¿ES POSIBLE UN IRAQ DEMOCRÁTICO? 

  Conferencia de Bernard Lewis  en “La Vanguardia” del 03.04.2003 

Derrocado el régimen de Saddam Hussein, ¿cuál será el futuro de Iraq? Bernard Lewis, gran conocedor de la evolución política de Oriente Medio, se muestra optimista sobre la instauración de una democracia tutelada que tenga en cuenta los sistemas de gobierno tradicionales.

 

Bernard Lewis es catedrático emérito de la cátedra Cleveland E. Dodge de Estudios sobre Cercano Oriente de la Universidad de Princeton. Empezó su carrera docente en 1938 como profesor de Historia Islámica en la escuela de Estudios Orientales y Africanos de la Universidad de Londres, donde fue catedrático hasta 1974, año en que empezó a dar clases en la Universidad de Princeton. Sus primeras investigaciones se centraron en la historia islámica medieval, en particular de movimientos religiosos como los ismaelíes y los hashashins; últimamente se ha centrado en el Oriente Próximo contemporáneo y, en especial, en la historia del imperio otomano. Es autor de numerosas publicaciones, entre las que cabe mencionar, en castellano: “El lenguaje político del islam” (Taurus, 1990), “Los árabes en la historia” (Edhasa, 1996), “El Oriente Próximo” (Crítica, 1996), “Las identidades múltiples de Oriente Medio” (Siglo XXI, 2000), “Los judíos del islam” (Letrumero, 2002), “Los asesinos: una secta islámica radical” (Alba, 2002), “¿Qué ha fallado?: el impacto de Occidente y la respuesta de Oriente Próximo” (Siglo XXI, 2002)

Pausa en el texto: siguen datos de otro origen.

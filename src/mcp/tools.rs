//! Parameter and response types for the query service tools.

use schemars::JsonSchema;
use serde::{Deserialize, Serialize};

use crate::domain::Domain;
use crate::lexicon::TableSchema;
use crate::query::types::{ResolvedQuery, RowResult};

/// Parameters selecting a domain only.
#[derive(Debug, Clone, Serialize, Deserialize, JsonSchema)]
pub struct DomainParams {
    /// Dataset domain to address.
    pub domain: Domain,
}

/// Parameters naming a table within a domain.
#[derive(Debug, Clone, Serialize, Deserialize, JsonSchema)]
pub struct TableParams {
    /// Dataset domain to address.
    pub domain: Domain,
    /// Table name as returned by list_tables.
    pub table: String,
}

/// Parameters for run_query.
#[derive(Debug, Clone, Serialize, Deserialize, JsonSchema)]
pub struct RunQueryParams {
    /// Dataset domain to address.
    pub domain: Domain,
    /// Structured query; the service re-validates it before execution.
    pub query: ResolvedQuery,
}

/// Parameters for sample.
#[derive(Debug, Clone, Serialize, Deserialize, JsonSchema)]
pub struct SampleParams {
    /// Dataset domain to address.
    pub domain: Domain,
    /// Table name as returned by list_tables.
    pub table: String,
    /// Rows to return; clamped to the service row ceiling.
    #[serde(default)]
    pub count: Option<u32>,
}

/// Parameters for distinct_values.
#[derive(Debug, Clone, Serialize, Deserialize, JsonSchema)]
pub struct DistinctValuesParams {
    /// Dataset domain to address.
    pub domain: Domain,
    /// Table name as returned by list_tables.
    pub table: String,
    /// Column whose distinct values to return.
    pub column: String,
}

/// Response for list_tables.
#[derive(Debug, Clone, Serialize, Deserialize)]
pub struct ListTablesResponse {
    pub domain: Domain,
    pub tables: Vec<String>,
}

/// Response for describe_table.
#[derive(Debug, Clone, Serialize, Deserialize)]
pub struct DescribeTableResponse {
    pub domain: Domain,
    pub schema: TableSchema,
}

/// Response for run_query and sample.
#[derive(Debug, Clone, Serialize, Deserialize)]
pub struct QueryResponse {
    pub domain: Domain,
    pub result: RowResult,
}

/// Response for distinct_values.
#[derive(Debug, Clone, Serialize, Deserialize)]
pub struct DistinctValuesResponse {
    pub domain: Domain,
    pub table: String,
    pub column: String,
    pub values: Vec<String>,
}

Cuál será el efecto de la caída de Saddam Hussein sobre las políticas de Oriente Próximo? La pregunta suscita dos respuestas y temores. Uno es que fracase el intento de establecer una democracia en Iraq, algo que provoca gran inquietud en muchas partes del mundo. Y el otro, quizá mayor, es que pueda tener éxito, lo que provoca una inmensa inquietud en la mayor parte de Oriente Próximo. Deseo analizar estos dos temores por separado y analizar también los diferentes modos en que son considerados, evaluados e interpretados.

En términos generales, predominan dos puntos de vista en el debate acerca de si es posible establecer un régimen democrático digno de ese nombre en el Iraq posterior a la salida, por el método que sea, de Saddam Hussein.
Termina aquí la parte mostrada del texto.